» **Problem requirements**
When you spot the word "into" in a line of the data below, copy that line.

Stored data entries

* * *

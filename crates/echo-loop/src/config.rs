//! Configuration for echo-loop
//!
//! Configuration is stored as YAML in the user's config directory.
//! Default location: ~/.config/echo-loop/config.yaml

use serde::{Deserialize, Serialize};
use std::path::PathBuf;

use echo_core::config::{CheckedConfig, MAX_DELAY_MS, MIN_DELAY_MS};
use echo_core::{EngineConfig, EngineError, EngineResult};

use crate::driver::DriverKind;

/// Root configuration structure
#[derive(Debug, Clone, Default, PartialEq, Serialize, Deserialize)]
#[serde(default)]
pub struct LoopConfig {
    /// Engine settings (format, pool, initial echo)
    pub engine: EngineConfig,
    /// Driver settings (which devices, how long to run)
    pub driver: DriverConfig,
}

/// Driver configuration section
#[derive(Debug, Clone, PartialEq, Serialize, Deserialize)]
#[serde(default)]
pub struct DriverConfig {
    /// Device backend
    pub kind: DriverKind,
    /// How long to stream before stopping
    pub run_seconds: f32,
    /// Delay to switch to halfway through the run (none keeps the initial delay)
    pub sweep_delay_ms: Option<u32>,
    /// Frequency of the loopback test tone
    pub tone_hz: f32,
    /// Peak amplitude of the loopback test tone (0.0 - 1.0)
    pub tone_level: f32,
}

impl Default for DriverConfig {
    fn default() -> Self {
        Self {
            kind: DriverKind::Loopback,
            run_seconds: 5.0,
            sweep_delay_ms: Some(300),
            tone_hz: 440.0,
            tone_level: 0.5,
        }
    }
}

impl CheckedConfig for LoopConfig {
    fn check(&self) -> EngineResult<()> {
        self.engine.validate()?;
        self.driver.check()
    }
}

impl DriverConfig {
    fn check(&self) -> EngineResult<()> {
        if !self.run_seconds.is_finite() || self.run_seconds < 0.0 {
            return Err(EngineError::InvalidConfig(format!(
                "run_seconds {} must be a non-negative number",
                self.run_seconds
            )));
        }
        if let Some(delay_ms) = self.sweep_delay_ms {
            if !(MIN_DELAY_MS..=MAX_DELAY_MS).contains(&delay_ms) {
                return Err(EngineError::InvalidDelay {
                    delay_ms,
                    min_ms: MIN_DELAY_MS,
                    max_ms: MAX_DELAY_MS,
                });
            }
        }
        if !(0.0..=1.0).contains(&self.tone_level) {
            return Err(EngineError::InvalidConfig(format!(
                "tone_level {} must be in [0, 1]",
                self.tone_level
            )));
        }
        Ok(())
    }
}

/// Get the default config file path
///
/// Returns ~/.config/echo-loop/config.yaml on Linux
pub fn default_config_path() -> PathBuf {
    dirs::config_dir()
        .unwrap_or_else(|| dirs::home_dir().unwrap_or_else(|| PathBuf::from(".")))
        .join("echo-loop")
        .join("config.yaml")
}

#[cfg(test)]
mod tests {
    use super::*;
    use echo_core::config::{load_config, save_config};

    #[test]
    fn test_default_config() {
        let config = LoopConfig::default();
        assert_eq!(config.driver.kind, DriverKind::Loopback);
        assert_eq!(config.driver.sweep_delay_ms, Some(300));
        assert!(config.engine.validate().is_ok());
    }

    #[test]
    fn test_sections_fill_defaults() {
        let yaml = "driver:\n  run_seconds: 1.5\n  kind: cpal\n";
        let config: LoopConfig = serde_yaml::from_str(yaml).unwrap();
        assert_eq!(config.driver.run_seconds, 1.5);
        assert_eq!(config.driver.kind, DriverKind::Cpal);
        assert_eq!(config.driver.tone_hz, 440.0);
        assert_eq!(config.engine, EngineConfig::default());
    }

    #[test]
    fn test_roundtrip_through_file() {
        let dir = tempfile::tempdir().unwrap();
        let path = dir.path().join("config.yaml");

        let mut config = LoopConfig::default();
        config.engine.initial_delay_ms = 420;
        config.driver.sweep_delay_ms = None;
        save_config(&config, &path).unwrap();

        let loaded: LoopConfig = load_config(&path);
        assert_eq!(loaded, config);
    }

    #[test]
    fn test_out_of_range_driver_falls_back() {
        let dir = tempfile::tempdir().unwrap();
        let path = dir.path().join("config.yaml");
        std::fs::write(&path, "driver:\n  sweep_delay_ms: 9000\n").unwrap();

        let loaded: LoopConfig = load_config(&path);
        assert_eq!(loaded, LoopConfig::default());

        let mut config = LoopConfig::default();
        config.driver.tone_level = 2.0;
        assert!(config.check().is_err());
        assert!(save_config(&config, &path).is_err());
    }
}
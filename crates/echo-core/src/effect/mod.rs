//! In-flight processing of captured buffers
//!
//! The capture path runs one [`EffectHook`] on every buffer after it is
//! marked full and before it is queued for playback. The hook runs on the
//! capture thread, so it must not allocate, block, or log.

mod echo;

use std::sync::Arc;

use crate::buffer::SampleBuffer;

pub use echo::{delay_frames_for, mix_sample, EchoEffect, MAX_DELAY_LINE_BYTES, MIX_SCALE};

/// Callback invoked on each captured buffer
pub type EffectHook = Box<dyn FnMut(&mut SampleBuffer) + Send + 'static>;

/// Hook that runs the shared echo effect
pub fn echo_hook(effect: Arc<EchoEffect>) -> EffectHook {
    Box::new(move |buffer: &mut SampleBuffer| {
        effect.process_buffer(buffer);
    })
}
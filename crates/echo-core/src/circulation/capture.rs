//! Capture side of the circulation protocol
//!
//! Owns the consuming end of Free, the producing end of Captured, and both
//! ends of RecordShadow. RecordShadow mirrors the capture device's own
//! queue: its head is always the buffer the device is filling.
//!
//! A buffer that cannot be pushed where it belongs is parked in a spare list
//! sized for the whole pool. Parked buffers go back to the device on the next
//! refill, or to Free on Stop; the callback never frees a pool buffer.

use std::sync::atomic::Ordering;
use std::sync::Arc;

use crate::buffer::SampleBuffer;
use crate::effect::EffectHook;
use crate::engine::PipelineAtomics;
use crate::ring::{Consumer, Producer};

use super::device::CaptureDevice;

/// Real-time half driven by the capture callback
///
/// `Send` so it can be moved into a driver thread or callback; see
/// [`Engine::detach`](crate::engine::Engine::detach).
pub struct CapturePath<D> {
    pub(crate) engine_id: u64,
    device: D,
    free: Consumer<Box<SampleBuffer>>,
    captured: Producer<Box<SampleBuffer>>,
    shadow_in: Producer<Box<SampleBuffer>>,
    shadow_out: Consumer<Box<SampleBuffer>>,
    /// Buffers that fell out of the queues on a desync
    parked: Vec<Box<SampleBuffer>>,
    hook: EffectHook,
    atomics: Arc<PipelineAtomics>,
}

impl<D: CaptureDevice> CapturePath<D> {
    pub(crate) fn new(
        engine_id: u64,
        device: D,
        free: Consumer<Box<SampleBuffer>>,
        captured: Producer<Box<SampleBuffer>>,
        shadow: (Producer<Box<SampleBuffer>>, Consumer<Box<SampleBuffer>>),
        hook: EffectHook,
        atomics: Arc<PipelineAtomics>,
    ) -> Self {
        let pool_size = free.capacity();
        Self {
            engine_id,
            device,
            free,
            captured,
            shadow_in: shadow.0,
            shadow_out: shadow.1,
            parked: Vec::with_capacity(pool_size),
            hook,
            atomics,
        }
    }

    /// The capture device just filled the buffer at the head of its queue
    ///
    /// Retire it to Captured (after the effect hook), then top the device back
    /// up from Free. If no buffer is left for the device, stop it and raise
    /// `capture_starved`; the control thread restarts it with Stop + Start.
    ///
    /// While starved the device may still report one trailing completion.
    /// It is ignored: nothing is handed to a stopped device.
    pub fn on_buffer_full(&mut self) {
        if self.atomics.capture_starved() {
            return;
        }

        match self.shadow_out.pop() {
            Some(mut buffer) => {
                buffer.mark_full();
                (self.hook)(&mut *buffer);

                match self.captured.push(buffer) {
                    Ok(()) => {
                        self.atomics.buffers_captured.fetch_add(1, Ordering::Relaxed);
                    }
                    Err(buffer) => {
                        // Captured is sized for the whole pool, so this is a
                        // lost buffer somewhere else. Record over it instead.
                        self.atomics.record_desync();
                        self.hand_to_device(buffer);
                    }
                }
            }
            None => {
                self.atomics.record_desync();
            }
        }

        self.refill(usize::MAX);

        if self.shadow_out.is_empty() {
            self.device.stop();
            self.atomics.capture_starved.store(true, Ordering::Relaxed);
            self.atomics
                .capture_starvations
                .fetch_add(1, Ordering::Relaxed);
        }
    }

    /// Buffer the device is currently recording into
    pub fn device_buffer_mut(&mut self) -> Option<&mut SampleBuffer> {
        self.shadow_out.front_mut().map(|buffer| &mut **buffer)
    }

    /// Buffers currently enqueued with the device
    pub fn in_flight(&self) -> usize {
        self.shadow_out.len()
    }

    pub fn device(&self) -> &D {
        &self.device
    }

    pub fn device_mut(&mut self) -> &mut D {
        &mut self.device
    }

    /// Move up to `limit` free buffers to the device, stopping early when its
    /// queue is full or Free runs dry
    fn refill(&mut self, limit: usize) -> usize {
        let mut moved = 0;
        while moved < limit && !self.shadow_in.is_full() {
            let Some(buffer) = self.parked.pop().or_else(|| self.free.pop()) else {
                break;
            };
            self.hand_to_device(buffer);
            moved += 1;
        }
        moved
    }

    fn hand_to_device(&mut self, mut buffer: Box<SampleBuffer>) {
        if self.shadow_in.is_full() {
            // Only reachable if a completion was reported without a pop
            self.atomics.record_desync();
            self.park(buffer);
            return;
        }
        buffer.clear();
        self.device.enqueue(&buffer);
        if let Err(buffer) = self.shadow_in.push(buffer) {
            self.park(buffer);
        }
    }

    fn park(&mut self, buffer: Box<SampleBuffer>) {
        // Capacity covers the whole pool, so this never reallocates
        debug_assert!(self.parked.len() < self.parked.capacity());
        self.parked.push(buffer);
    }

    /// Buffers parked after a desync, waiting for the next refill or Stop
    pub fn parked(&self) -> usize {
        self.parked.len()
    }

    /// Seed the device with up to `count` buffers; returns how many were seeded
    pub(crate) fn prime(&mut self, count: usize) -> usize {
        self.refill(count)
    }

    /// Take back the next buffer the device holds, then any parked one
    /// (control thread, device stopped)
    pub(crate) fn reclaim(&mut self) -> Option<Box<SampleBuffer>> {
        self.shadow_out.pop().or_else(|| self.parked.pop())
    }

    pub(crate) fn set_hook(&mut self, hook: EffectHook) -> EffectHook {
        std::mem::replace(&mut self.hook, hook)
    }

    pub(crate) fn start_device(&mut self) {
        self.atomics.capture_starved.store(false, Ordering::Relaxed);
        self.device.start();
    }

    pub(crate) fn stop_device(&mut self) {
        self.device.stop();
    }
}

impl<D> std::fmt::Debug for CapturePath<D> {
    fn fmt(&self, f: &mut std::fmt::Formatter<'_>) -> std::fmt::Result {
        f.debug_struct("CapturePath")
            .field("engine_id", &self.engine_id)
            .field("free", &self.free.len())
            .field("in_flight", &self.shadow_out.len())
            .field("parked", &self.parked.len())
            .finish()
    }
}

* * *

» **Expected answer**
/// `Send` so it can be moved into a driver thread or callback; see
    /// Buffer the device is currently recording into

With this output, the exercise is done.